First we want to setup authentication, the simpler way to start would be to use the default authentication with local UNIX user accounts and possibly add Github later. In any case it is necessary that all the users have both an account on the Supercomputer and on the Jupyterhub server, with the same username, this is tedious but is the simpler way to allow them to authenticate on the Supercomputer. Then we need to save the private SSH key into each user’s .ssh folder and make sure they can SSH with no password required to the Supercomputer.

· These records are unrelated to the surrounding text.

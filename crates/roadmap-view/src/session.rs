//! Roadmap view session
//!
//! One session per loaded roadmap. The graph is flattened and laid out once
//! on load; the content cache lives as long as the session.

use crate::config::ViewConfig;
use crate::error::ViewResult;
use roadmap_content::{
    CacheKey, ContentCoordinator, ContentGenerator, DisplayState, FetchResult, Mode, Resolution,
    RoadmapContext, SelectionController,
};
use roadmap_graph::{flatten_with, Layout, LayoutEngine, RoadmapSnapshot};
use std::sync::Arc;

/// Flatten and lay out a snapshot
///
/// # Errors
/// Any structural `GraphError`; no partial layout is returned.
pub fn layout_snapshot(snapshot: &RoadmapSnapshot, config: &ViewConfig) -> ViewResult<Layout> {
    let flat = flatten_with(&snapshot.roadmap, &config.flatten)?;
    let layout = LayoutEngine::new(config.layout).layout_flattened(&flat)?;
    Ok(layout)
}

/// A loaded roadmap with its selection and content cache
#[derive(Debug)]
pub struct RoadmapView {
    snapshot: RoadmapSnapshot,
    layout: Layout,
    selection: SelectionController,
    config: ViewConfig,
}

impl RoadmapView {
    /// Load a snapshot
    ///
    /// # Errors
    /// `ViewError::Graph` if the roadmap is malformed.
    pub fn load(
        roadmap_id: impl Into<String>,
        snapshot: RoadmapSnapshot,
        generator: Arc<dyn ContentGenerator>,
        config: ViewConfig,
    ) -> ViewResult<Self> {
        let roadmap_id = roadmap_id.into();
        let layout = layout_snapshot(&snapshot, &config)?;

        let context = RoadmapContext::new(
            roadmap_id,
            snapshot.topic.clone(),
            non_empty_or(&snapshot.difficulty, &config.content.default_difficulty),
            non_empty_or(&snapshot.language, &config.content.default_language),
        );
        let selection = SelectionController::new(
            ContentCoordinator::with_generator(generator),
            context,
            layout.nodes.iter().map(|n| (n.id.clone(), n.label.clone())),
            config.content.default_mode,
        );

        tracing::info!(
            roadmap = %selection.context().roadmap_id,
            nodes = layout.node_count(),
            ranks = layout.rank_count,
            "roadmap view loaded"
        );

        Ok(Self {
            snapshot,
            layout,
            selection,
            config,
        })
    }

    /// Load a snapshot from its JSON form
    ///
    /// # Errors
    /// `ViewError::Snapshot` if the JSON does not parse, `ViewError::Graph` if
    /// the roadmap is malformed.
    pub fn from_json(
        roadmap_id: impl Into<String>,
        json: &str,
        generator: Arc<dyn ContentGenerator>,
        config: ViewConfig,
    ) -> ViewResult<Self> {
        let snapshot = RoadmapSnapshot::from_json(json)?;
        Self::load(roadmap_id, snapshot, generator, config)
    }

    /// Positioned graph for the renderer
    #[must_use]
    pub fn layout(&self) -> &Layout {
        &self.layout
    }

    /// Snapshot as normalised on load
    #[must_use]
    pub fn snapshot(&self) -> &RoadmapSnapshot {
        &self.snapshot
    }

    /// Configuration the view was opened with
    #[must_use]
    pub fn config(&self) -> &ViewConfig {
        &self.config
    }

    /// Selection state and content coordinator
    #[must_use]
    pub fn selection(&self) -> &SelectionController {
        &self.selection
    }

    /// What the content panel should show
    #[must_use]
    pub fn display(&self) -> DisplayState {
        self.selection.display()
    }

    /// Select a node by id
    ///
    /// # Errors
    /// `ViewError::Content` for an unknown id or a failed fetch.
    pub async fn select_node(&self, id: &str) -> ViewResult<Resolution> {
        Ok(self.selection.select_node(id).await?)
    }

    /// Switch presentation mode
    ///
    /// # Errors
    /// `ViewError::Content` if the fetch for the selected node fails.
    pub async fn set_mode(&self, mode: Mode) -> ViewResult<Resolution> {
        Ok(self.selection.set_mode(mode).await?)
    }

    /// Retry the selected node's content
    ///
    /// # Errors
    /// `ViewError::Content` if nothing is selected or the fetch fails again.
    pub async fn retry(&self) -> ViewResult<Resolution> {
        Ok(self.selection.retry().await?)
    }

    /// Warm the cache for every node in one mode
    pub async fn prefetch(&self, mode: Mode) -> Vec<(CacheKey, FetchResult)> {
        let targets = self.layout.nodes.iter().map(|n| (n.label.clone(), mode));
        self.selection
            .coordinator()
            .prefetch(
                self.selection.context(),
                targets,
                self.config.content.prefetch_limit,
            )
            .await
    }
}

fn non_empty_or(value: &str, fallback: &str) -> String {
    if value.trim().is_empty() {
        fallback.to_string()
    } else {
        value.to_string()
    }
}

Then we can install batchspawner and configure Jupyterhub to use it. In the batchspawner configuration in jupyterhub_config.py, you have to prefix the scheduler commands with ssh so that Jupyterhub can connect to the Supercomputer to submit the job:

c.SlurmSpawner.batch_submit_cmd = 'ssh {username}@{host} sbatch'

See for example my configuration for Comet and replace gsissh with ssh.

Now when users connect, they are authenticated with local UNIX user accounts username and password and then Jupyterhub uses their SSH key to launch a job on the Supercomputer.

The last issue is how to proxy the Jupyterhub running on a computing node back to the server, here one option would be to create a user on the server with no Terminal access but with the possibility of creating tunnels, then at the end of the job, setup a tunnel using a SSH Private Key pasted into the job script itself, see for example my setup on Comet.